--- Records provided Enclosed Below ---

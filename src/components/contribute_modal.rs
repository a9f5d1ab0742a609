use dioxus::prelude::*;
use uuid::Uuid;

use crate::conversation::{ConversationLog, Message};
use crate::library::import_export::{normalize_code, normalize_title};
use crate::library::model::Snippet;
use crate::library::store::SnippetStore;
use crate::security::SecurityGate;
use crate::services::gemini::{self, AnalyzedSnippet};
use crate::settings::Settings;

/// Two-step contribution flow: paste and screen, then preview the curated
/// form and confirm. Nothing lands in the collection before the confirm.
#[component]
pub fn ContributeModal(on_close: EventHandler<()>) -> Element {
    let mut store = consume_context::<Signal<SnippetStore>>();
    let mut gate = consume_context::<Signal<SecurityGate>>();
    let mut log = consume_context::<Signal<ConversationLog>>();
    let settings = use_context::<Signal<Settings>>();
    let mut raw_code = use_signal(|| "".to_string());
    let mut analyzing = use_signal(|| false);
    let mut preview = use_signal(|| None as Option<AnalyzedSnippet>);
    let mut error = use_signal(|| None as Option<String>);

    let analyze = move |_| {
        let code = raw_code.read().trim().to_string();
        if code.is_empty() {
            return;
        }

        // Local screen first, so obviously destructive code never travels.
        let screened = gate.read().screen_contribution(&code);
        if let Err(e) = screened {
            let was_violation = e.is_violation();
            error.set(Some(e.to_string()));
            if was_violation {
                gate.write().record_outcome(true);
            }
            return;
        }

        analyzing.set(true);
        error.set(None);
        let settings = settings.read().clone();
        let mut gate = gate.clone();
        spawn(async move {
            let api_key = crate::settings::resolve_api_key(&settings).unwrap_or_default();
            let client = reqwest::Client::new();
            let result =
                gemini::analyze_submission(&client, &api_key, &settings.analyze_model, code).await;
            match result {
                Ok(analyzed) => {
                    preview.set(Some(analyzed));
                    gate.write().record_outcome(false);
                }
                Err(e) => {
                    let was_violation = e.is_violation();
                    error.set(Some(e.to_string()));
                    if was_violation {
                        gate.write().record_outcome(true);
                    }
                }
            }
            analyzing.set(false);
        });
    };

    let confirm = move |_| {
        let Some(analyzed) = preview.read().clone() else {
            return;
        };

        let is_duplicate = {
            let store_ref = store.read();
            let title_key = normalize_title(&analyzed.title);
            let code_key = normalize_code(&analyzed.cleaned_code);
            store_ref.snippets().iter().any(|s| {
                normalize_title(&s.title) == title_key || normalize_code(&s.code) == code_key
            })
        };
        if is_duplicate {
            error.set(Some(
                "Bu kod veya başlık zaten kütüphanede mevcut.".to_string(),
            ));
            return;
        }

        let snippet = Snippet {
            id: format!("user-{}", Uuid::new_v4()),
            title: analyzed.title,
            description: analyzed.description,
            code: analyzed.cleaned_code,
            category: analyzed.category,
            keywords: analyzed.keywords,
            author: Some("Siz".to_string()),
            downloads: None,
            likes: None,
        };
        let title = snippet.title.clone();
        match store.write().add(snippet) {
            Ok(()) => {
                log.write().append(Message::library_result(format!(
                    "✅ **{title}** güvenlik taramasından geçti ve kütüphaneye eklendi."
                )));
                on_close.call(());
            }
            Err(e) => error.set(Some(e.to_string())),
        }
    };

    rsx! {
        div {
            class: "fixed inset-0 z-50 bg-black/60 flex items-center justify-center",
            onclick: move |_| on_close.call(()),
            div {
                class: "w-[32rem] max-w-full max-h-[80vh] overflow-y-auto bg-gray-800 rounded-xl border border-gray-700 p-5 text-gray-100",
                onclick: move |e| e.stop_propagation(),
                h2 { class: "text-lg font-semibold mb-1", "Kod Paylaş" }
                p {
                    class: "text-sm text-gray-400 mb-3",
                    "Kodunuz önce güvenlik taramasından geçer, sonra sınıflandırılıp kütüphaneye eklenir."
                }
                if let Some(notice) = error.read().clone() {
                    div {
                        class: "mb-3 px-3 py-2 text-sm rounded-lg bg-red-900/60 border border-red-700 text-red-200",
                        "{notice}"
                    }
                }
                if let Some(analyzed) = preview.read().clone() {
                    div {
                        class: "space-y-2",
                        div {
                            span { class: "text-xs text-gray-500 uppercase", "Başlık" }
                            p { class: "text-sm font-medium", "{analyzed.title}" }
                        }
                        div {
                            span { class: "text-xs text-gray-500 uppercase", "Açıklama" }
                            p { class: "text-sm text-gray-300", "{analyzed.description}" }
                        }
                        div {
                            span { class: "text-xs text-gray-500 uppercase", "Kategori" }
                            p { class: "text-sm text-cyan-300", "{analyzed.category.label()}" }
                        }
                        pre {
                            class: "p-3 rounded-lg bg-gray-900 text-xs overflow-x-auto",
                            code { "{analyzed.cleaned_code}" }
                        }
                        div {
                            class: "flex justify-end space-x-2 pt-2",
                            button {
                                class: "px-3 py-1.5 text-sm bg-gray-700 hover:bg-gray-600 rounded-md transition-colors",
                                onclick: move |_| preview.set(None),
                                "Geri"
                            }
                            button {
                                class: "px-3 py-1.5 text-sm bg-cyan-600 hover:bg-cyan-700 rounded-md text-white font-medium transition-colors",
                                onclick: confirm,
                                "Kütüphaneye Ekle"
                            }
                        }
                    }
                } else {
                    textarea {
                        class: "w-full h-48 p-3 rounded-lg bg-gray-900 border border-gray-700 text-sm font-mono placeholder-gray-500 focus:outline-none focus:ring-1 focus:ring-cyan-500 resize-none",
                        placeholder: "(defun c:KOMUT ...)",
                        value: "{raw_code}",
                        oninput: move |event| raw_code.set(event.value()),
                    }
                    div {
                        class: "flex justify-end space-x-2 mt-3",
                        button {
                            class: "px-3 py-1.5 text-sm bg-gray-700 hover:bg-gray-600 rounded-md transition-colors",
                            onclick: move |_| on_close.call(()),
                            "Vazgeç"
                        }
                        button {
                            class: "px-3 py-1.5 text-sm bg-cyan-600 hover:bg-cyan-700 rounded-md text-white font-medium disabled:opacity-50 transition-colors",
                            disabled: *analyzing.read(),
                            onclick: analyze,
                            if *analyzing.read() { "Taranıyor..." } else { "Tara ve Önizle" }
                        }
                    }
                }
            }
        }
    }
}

--- End of Enclosed Records provided ---
--- Records provided Enclosed Below ---

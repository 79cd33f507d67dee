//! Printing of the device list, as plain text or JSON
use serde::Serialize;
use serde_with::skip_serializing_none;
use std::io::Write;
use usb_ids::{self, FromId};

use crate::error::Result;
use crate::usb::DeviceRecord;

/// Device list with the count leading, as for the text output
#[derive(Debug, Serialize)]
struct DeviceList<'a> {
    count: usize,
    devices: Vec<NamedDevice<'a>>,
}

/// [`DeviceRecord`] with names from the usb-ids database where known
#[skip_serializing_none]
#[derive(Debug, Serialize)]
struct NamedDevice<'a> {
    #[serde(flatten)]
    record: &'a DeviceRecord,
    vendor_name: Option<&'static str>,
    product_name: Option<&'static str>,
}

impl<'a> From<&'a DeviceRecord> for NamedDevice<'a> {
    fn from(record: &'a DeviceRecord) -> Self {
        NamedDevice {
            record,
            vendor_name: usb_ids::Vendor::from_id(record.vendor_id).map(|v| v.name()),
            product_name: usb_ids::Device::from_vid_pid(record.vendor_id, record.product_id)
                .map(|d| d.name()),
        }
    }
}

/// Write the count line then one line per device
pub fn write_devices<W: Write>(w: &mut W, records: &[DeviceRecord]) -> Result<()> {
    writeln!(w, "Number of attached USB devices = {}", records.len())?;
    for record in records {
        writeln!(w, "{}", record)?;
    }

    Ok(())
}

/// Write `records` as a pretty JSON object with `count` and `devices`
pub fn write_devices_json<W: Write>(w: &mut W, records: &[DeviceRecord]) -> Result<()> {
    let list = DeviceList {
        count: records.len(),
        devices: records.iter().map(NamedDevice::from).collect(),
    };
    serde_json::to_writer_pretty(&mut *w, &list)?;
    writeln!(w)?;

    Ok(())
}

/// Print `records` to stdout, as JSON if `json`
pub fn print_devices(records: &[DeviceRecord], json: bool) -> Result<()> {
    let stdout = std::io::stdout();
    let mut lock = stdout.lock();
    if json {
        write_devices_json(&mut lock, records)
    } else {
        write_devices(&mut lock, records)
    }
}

--- End of Enclosed Records provided ---
--- Records provided Enclosed Below ---

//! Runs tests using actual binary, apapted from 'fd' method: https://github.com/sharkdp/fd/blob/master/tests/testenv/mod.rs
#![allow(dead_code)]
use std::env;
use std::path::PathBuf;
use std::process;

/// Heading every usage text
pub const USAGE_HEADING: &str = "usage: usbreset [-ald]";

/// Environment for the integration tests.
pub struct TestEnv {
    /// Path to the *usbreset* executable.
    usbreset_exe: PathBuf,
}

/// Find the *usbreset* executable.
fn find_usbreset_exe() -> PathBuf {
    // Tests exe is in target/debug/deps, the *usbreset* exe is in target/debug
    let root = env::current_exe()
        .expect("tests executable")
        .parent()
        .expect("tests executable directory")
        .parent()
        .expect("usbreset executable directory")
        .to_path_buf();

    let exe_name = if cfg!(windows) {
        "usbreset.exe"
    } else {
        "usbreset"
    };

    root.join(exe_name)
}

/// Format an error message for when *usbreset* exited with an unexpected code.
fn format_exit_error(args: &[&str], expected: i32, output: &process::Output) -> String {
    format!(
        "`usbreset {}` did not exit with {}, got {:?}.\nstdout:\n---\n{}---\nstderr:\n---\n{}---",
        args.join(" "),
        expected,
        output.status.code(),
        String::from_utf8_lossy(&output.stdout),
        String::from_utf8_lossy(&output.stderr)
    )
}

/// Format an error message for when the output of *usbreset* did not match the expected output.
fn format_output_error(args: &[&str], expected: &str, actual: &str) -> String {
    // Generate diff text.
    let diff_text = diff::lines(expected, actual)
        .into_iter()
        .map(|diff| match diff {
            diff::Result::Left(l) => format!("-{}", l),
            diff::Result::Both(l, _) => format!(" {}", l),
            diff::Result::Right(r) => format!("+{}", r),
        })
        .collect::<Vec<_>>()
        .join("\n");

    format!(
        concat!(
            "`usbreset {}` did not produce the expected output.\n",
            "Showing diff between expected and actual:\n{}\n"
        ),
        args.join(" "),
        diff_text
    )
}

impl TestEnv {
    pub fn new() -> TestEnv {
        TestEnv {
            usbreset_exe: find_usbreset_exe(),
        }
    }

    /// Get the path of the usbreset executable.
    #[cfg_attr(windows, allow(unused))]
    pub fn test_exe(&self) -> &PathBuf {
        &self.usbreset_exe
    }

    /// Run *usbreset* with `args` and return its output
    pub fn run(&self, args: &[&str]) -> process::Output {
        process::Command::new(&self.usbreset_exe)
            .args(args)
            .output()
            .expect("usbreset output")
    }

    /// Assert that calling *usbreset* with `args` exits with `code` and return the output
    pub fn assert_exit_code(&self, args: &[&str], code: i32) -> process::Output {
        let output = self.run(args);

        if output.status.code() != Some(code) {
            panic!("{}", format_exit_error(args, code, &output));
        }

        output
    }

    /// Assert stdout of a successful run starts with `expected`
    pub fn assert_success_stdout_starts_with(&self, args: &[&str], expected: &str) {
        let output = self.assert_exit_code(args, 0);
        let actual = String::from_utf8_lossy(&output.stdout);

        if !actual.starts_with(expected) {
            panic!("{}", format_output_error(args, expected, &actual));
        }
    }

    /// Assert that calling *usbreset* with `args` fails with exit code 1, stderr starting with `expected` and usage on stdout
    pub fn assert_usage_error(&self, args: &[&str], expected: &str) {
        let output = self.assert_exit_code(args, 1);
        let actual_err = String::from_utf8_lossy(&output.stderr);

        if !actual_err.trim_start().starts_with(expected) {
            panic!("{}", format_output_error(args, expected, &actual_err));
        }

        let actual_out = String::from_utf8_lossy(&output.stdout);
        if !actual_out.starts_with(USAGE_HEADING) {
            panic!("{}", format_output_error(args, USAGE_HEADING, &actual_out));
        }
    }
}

--- End of Enclosed Records provided ---

Prompt -> Copy each line above where the string "writeln" occurs.

Exercise answer ->
    writeln!(w, "Number of attached USB devices = {}", records.len())?;
        writeln!(w, "{}", record)?;
    writeln!(w)?;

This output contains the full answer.